Yes, for example the 13-14-15 triangle can be scaled by 11 to find a point $D$ at distance $80$, $91$, $102$ from the vertex opposite the side of length $11 \cdot 13$, $11 \cdot 14$, $11 \cdot 15$ respectively:

This was found by fixing $A,B,C$ and searching through the points $D$ of low height, using the parametrization of Pythagorean triples $x^2+y^2=d_1^2$ to search through only those $D$ that are already at rational distance from $(0,0)$, and then testing whether the distances to $B$ and $C$ are rational as well.

In fact, for any choice of triangle $ABC$, such points $D$ should be dense in the Euclidean plane, and thus in the interior of the triangle, because they're parametrized by a K3 surface with enough structure that standard tricks apply.

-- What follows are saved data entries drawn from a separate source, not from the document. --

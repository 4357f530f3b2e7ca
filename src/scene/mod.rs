// scene/mod.rs

pub mod graph;
pub mod store;
pub mod transform;

pub use graph::{NodeId, SceneGraph, SceneNode};
pub use store::{SceneGraphId, SceneGraphStore};
pub use transform::Transform;
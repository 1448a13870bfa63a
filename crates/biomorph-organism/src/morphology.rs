//! Body plan generation from genetic codes
//!
//! Expands a [`GeneticCode`] into concrete segments in body-local
//! coordinates. The plan is always rebuilt from scratch when the code or
//! the growth stage changes; organisms rotate and translate the cached
//! local points into world space.

use crate::genome::GeneticCode;
use crate::types::Rect;
use biomorph_simulation::SegmentType;
use glam::DVec2;
use serde::{Deserialize, Serialize};
use std::f64::consts::{PI, TAU};

/// Growth stage of a newborn
pub const NEWBORN_STAGE: u8 = 16;

/// Growth stage of an adult
pub const ADULT_STAGE: u8 = 1;

/// Length scale per growth stage, indexed by `stage - 1`
const GROWTH_SCALE: [f64; NEWBORN_STAGE as usize] = [
    1.0,
    1.0 / 2.0,
    1.0 / 3.0,
    1.0 / 4.0,
    1.0 / 5.0,
    1.0 / 6.0,
    1.0 / 7.0,
    1.0 / 8.0,
    1.0 / 9.0,
    1.0 / 10.0,
    1.0 / 11.0,
    1.0 / 12.0,
    1.0 / 13.0,
    1.0 / 14.0,
    1.0 / 15.0,
    1.0 / 16.0,
];

/// Length scale for a growth stage, clamped into `1..=16`
pub fn growth_scale(stage: u8) -> f64 {
    let stage = stage.clamp(ADULT_STAGE, NEWBORN_STAGE);
    GROWTH_SCALE[(stage - 1) as usize]
}

/// One physical segment, in body-local coordinates
#[derive(Clone, Debug, PartialEq, Serialize, Deserialize)]
pub struct BodySegment {
    /// Index of the gene this segment expresses
    pub gene: usize,
    /// Radial repetition this segment belongs to
    pub repetition: u32,
    /// Genetic type (effective type is tracked by the organism)
    pub segment_type: SegmentType,
    pub start: DVec2,
    pub end: DVec2,
    /// Distance of `start` from the body origin
    pub start_distance: f64,
    /// Distance of `end` from the body origin
    pub end_distance: f64,
    /// Growth-scaled length
    pub length: f64,
    /// Photosynthetic yield weight before the per-type multiplier
    pub photosynthetic_weight: f64,
}

impl BodySegment {
    pub fn midpoint(&self) -> DVec2 {
        (self.start + self.end) * 0.5
    }

    /// Unit direction from start to end, zero for a degenerate segment
    pub fn direction(&self) -> DVec2 {
        (self.end - self.start).normalize_or_zero()
    }
}

/// Concrete body of an organism at one growth stage
#[derive(Clone, Debug, PartialEq, Serialize, Deserialize)]
pub struct BodyPlan {
    pub segments: Vec<BodySegment>,
    /// Sum of segment lengths
    pub mass: f64,
    /// Thin-rod moment of inertia about the body origin
    pub inertia: f64,
    pub growth_stage: u8,
    /// Farthest endpoint from the origin
    pub radius: f64,
}

impl BodyPlan {
    /// Expand `code` at `growth_stage`.
    ///
    /// Repetition `i` is rotated by `i * 2π / symmetry`. With mirroring,
    /// odd repetitions reuse the previous offset and reflect x, turning the
    /// body bilateral. Inside a repetition headings accumulate gene by gene.
    pub fn generate(code: &GeneticCode, growth_stage: u8) -> Self {
        let growth_stage = growth_stage.clamp(ADULT_STAGE, NEWBORN_STAGE);
        let scale = growth_scale(growth_stage);
        let symmetry = code.symmetry();
        let genes = code.genes();
        let weight_factor = 0.6 + 0.48 / genes.len() as f64 + 1.44 / symmetry as f64;
        let step = TAU / symmetry as f64;

        let mut segments = Vec::with_capacity(code.total_segments());
        for repetition in 0..symmetry {
            let mirrored = code.mirror() && repetition % 2 == 1;
            let offset = if mirrored {
                (repetition - 1) as f64 * step
            } else {
                repetition as f64 * step
            };

            let first = segments.len();
            let mut heading = offset;
            for (j, gene) in genes.iter().enumerate() {
                heading += gene.theta;
                let mut direction = DVec2::from_angle(heading);
                if mirrored {
                    direction.x = -direction.x;
                }

                let start = match gene.branch {
                    -1 if j > 0 => segments_end(&segments, first + j - 1),
                    k if k > 0 => segments_end(&segments, first + k as usize - 1),
                    _ => DVec2::ZERO,
                };
                let length = gene.length * scale;
                segments.push(BodySegment {
                    gene: j,
                    repetition,
                    segment_type: gene.segment_type,
                    start,
                    end: start + direction * length,
                    start_distance: 0.0,
                    end_distance: 0.0,
                    length,
                    photosynthetic_weight: weight_factor * length,
                });
            }
        }

        // Center on the bounding box
        let center = Rect::enclosing(segments.iter().flat_map(|s| [s.start, s.end])).center();
        let mut mass = 0.0;
        let mut inertia = 0.0;
        let mut radius: f64 = 0.0;
        for segment in segments.iter_mut() {
            segment.start -= center;
            segment.end -= center;
            segment.start_distance = segment.start.length();
            segment.end_distance = segment.end.length();

            let length = segment.length;
            mass += length;
            inertia += length * length * length / 12.0 + length * segment.midpoint().length_squared();
            radius = radius.max(segment.start_distance).max(segment.end_distance);
        }

        Self {
            segments,
            mass,
            inertia,
            growth_stage,
            radius,
        }
    }

    /// Bounding box of the body rotated by `rotation` around the origin
    pub fn local_bounds(&self, rotation: f64) -> Rect {
        let turn = DVec2::from_angle(rotation);
        Rect::enclosing(
            self.segments
                .iter()
                .flat_map(|s| [turn.rotate(s.start), turn.rotate(s.end)]),
        )
    }

    /// Segment endpoints placed at `position` and rotated by `rotation`
    pub fn world_segments(&self, position: DVec2, rotation: f64) -> Vec<(DVec2, DVec2)> {
        let turn = DVec2::from_angle(rotation);
        self.segments
            .iter()
            .map(|s| (position + turn.rotate(s.start), position + turn.rotate(s.end)))
            .collect()
    }

    /// Ratio between two growth stages applied to every length
    pub fn stage_ratio(from: u8, to: u8) -> f64 {
        growth_scale(to) / growth_scale(from)
    }
}

fn segments_end(segments: &[BodySegment], index: usize) -> DVec2 {
    segments.get(index).map(|s| s.end).unwrap_or(DVec2::ZERO)
}

/// Angle in `(-π, π]`
pub fn normalize_angle(angle: f64) -> f64 {
    let wrapped = angle.rem_euclid(TAU);
    if wrapped > PI {
        wrapped - TAU
    } else {
        wrapped
    }
}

Let $A,B,C$ be the vertices of any rational Heronian triangle. We may choose Euclidean coordinates so that $A,B,C = (x_i,y_i)$ ($i=1,2,3$) with all $x_i$ and $y_i$ rational (for example, put $A$ at the origin and $B$ at $(x_2,0)$, etc.). Then the points $D=(x,y)$ at rational distances $d_i$ from $x_i$ correspond to solutions $(x,y,d_1,d_2,d_3)$ of the three Diophantine equations $(x-x_i)^2 + (y-y_i)^2 = d_i^2$ with each $d_i$ positive. Thus we seek rational points on the intersection $S$ of three quadrics in 5-space. Here the singularities of this intersection are mild enough that $S$ is birationally a K3 surface, as it would be if the intersection were smooth. The geometry yields several elliptic fibrations on $S$; e.g. for any line through (say) $A$ whose slope comes from a Pythagorean triangle, the points $D$ on that line that that are also at rational distance from $B$ and $C$ are parametrized by a genus-$1$ curve with rational points at infinity. Starting from those rational points (or those for which $D$ is the orthocenter, or indeed one of the vertices $A,B,C$), it should be straightforward to bounce around a few elliptic fibrations to find a dense set of rational points.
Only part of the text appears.